Diari, l'emozione della pronipote: vince il manoscritto riproposto dopo anni

Il collegamento telefonico con la discendente della vincitrice. "E' una grande emozione". I brani più emozionanti del racconto. Nella foto Patrizia Gabrielli

Patrizia Gabrielli

Patrizia Gabrielli

Arezzo, 16 settembre 2019 - A Pieve quest’anno c’è anche la sorpresa finale: il collegamento telefonico (traballante) dal palco con la nipote della vincitrice, la «Figlia del Risorgimento» Eugenia Dal Bò, vissuta a cavallo di due secoli fra il 1867 e il luglio 1942, alla vigilia della caduta del fascismo. Lei, Maria Rosa Acrì Borrello, 87 anni, questa antenata scrittrice l’ha conosciuta appena, da bambina, ma ha fatto di tutto perchè il suo diario, conservato in famiglia per generazioni, non andasse perduto.

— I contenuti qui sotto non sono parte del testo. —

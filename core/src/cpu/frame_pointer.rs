//! Encoding and decoding of the Previous-Frame-Pointer word stored in local
//! register 0 (`PFP`) of every frame but the outermost.

use crate::types::Ordinal;

/// The six `ret` behaviors selected by PFP's low 3 bits.
#[derive(Clone, Copy, Debug, Eq, PartialEq)]
pub enum ReturnType {
    Local,
    Fault,
    SupervisorClear,
    SupervisorSet,
    Interrupt,
    Reserved(u8),
}

impl ReturnType {
    #[must_use]
    pub fn from_bits(bits: u8) -> Self {
        match bits & 0b111 {
            0b000 => ReturnType::Local,
            0b001 => ReturnType::Fault,
            0b010 => ReturnType::SupervisorClear,
            0b011 => ReturnType::SupervisorSet,
            0b111 => ReturnType::Interrupt,
            other => ReturnType::Reserved(other),
        }
    }

    #[must_use]
    pub fn bits(self) -> u8 {
        match self {
            ReturnType::Local => 0b000,
            ReturnType::Fault => 0b001,
            ReturnType::SupervisorClear => 0b010,
            ReturnType::SupervisorSet => 0b011,
            ReturnType::Interrupt => 0b111,
            ReturnType::Reserved(bits) => bits & 0b111,
        }
    }
}

#[must_use]
pub fn address(pfp_word: Ordinal) -> Ordinal {
    pfp_word & !0b1111
}

#[must_use]
pub fn return_type(pfp_word: Ordinal) -> ReturnType {
    ReturnType::from_bits((pfp_word & 0b111) as u8)
}

#[must_use]
pub fn prereturn_trace_flag(pfp_word: Ordinal) -> bool {
    pfp_word & 0b1000 != 0
}

#[must_use]
pub fn encode(frame_address: Ordinal, return_type: ReturnType, prereturn_trace: bool) -> Ordinal {
    (frame_address & !0b1111) | (return_type.bits() as Ordinal) | ((prereturn_trace as Ordinal) << 3)
}

#[must_use]
pub fn with_return_type(pfp_word: Ordinal, return_type: ReturnType) -> Ordinal {
    encode(pfp_word, return_type, prereturn_trace_flag(pfp_word))
}

#[cfg(test)]
mod tests {
    use super::*;

    #[test]
    fn round_trips_address_and_type() {
        let word = encode(0x0000_1230, ReturnType::SupervisorSet, true);
        assert_eq!(address(word), 0x0000_1230);
        assert_eq!(return_type(word), ReturnType::SupervisorSet);
        assert!(prereturn_trace_flag(word));
    }

    #[test]
    fn local_return_is_zero_bits() {
        assert_eq!(ReturnType::from_bits(0b000), ReturnType::Local);
        assert_eq!(ReturnType::Local.bits(), 0);
    }
}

Aveva sentito parlare dell’Archivio e ha pensato che fosse il luogo migliore per conservare quel manoscritto dalla grafia ordinata e precisa. A Pieve lo hanno letto e hanno proposto alla signora di portarlo in gara. Lei non sapeva neppure di questo premio letterario così singolare, ma ha accettato subito. Risultato: la giuria nazionale che non ha avuto dubbi nel votarlo come il migliore del 2019.

«E’ un riconoscimento che mi emoziona - si commuove la nipote al telefono - un premio che va non solo ad Eugenia, testimone del suo tempo, ma anche al marito, il generale Gherardo Pantano, che aveva subito l’emarginazione del fascismo». Sul palco, a ritirare la targa, sale Patrizia Gabrielli, storica dell’università di Arezzo, giurata e soprattutto specialista della storia di genere, al femminile.

Il che dice molto sul tenore del corposo manoscritto, racconto non solo di una testimone della storia d’Italia fra il Risorgimento e il Ventennio, ma anche figura di spiccata vocazione per il ruolo pubblico delle donne in un’epoca in cui non era ancora di moda. ugenia, nata nel 1867, in quel Veneto che è appena entrato nel Regno d’Italia dopo guerra all’Austria del 1866, viene spinta dal padre, un mazziniano che per le sue idee ha conosciuto il carcere duro nelle fortezze asburgiche, a studiare fino alla laurea in lettere a Napoli, unica donna del suo corso. Così come sarà la prima donna del suo tempo studiosa di Dante e conferenziera.

Ma è il matrimonio con l’ufficiale Gherardo Pantano a proiettarla nel cuore della storia post-risorgimentale. Lui, quando sono ancora fidanzati, viene preso prigioniero dall’esercito di Menelik nella disfatta di Adua del 1896. Lei lo raggiunge in Africa, dove vivono fra Aden, colonia inglese, e Mogadiscio. Poi Pantano parteciperà alla guerra di Libia ed è a Tripoli che i due vengono raggiunti dalla notizia dell’assassinio di Francesco Ferdinando d’Austria che dà inizio al primo conflitto mondiale.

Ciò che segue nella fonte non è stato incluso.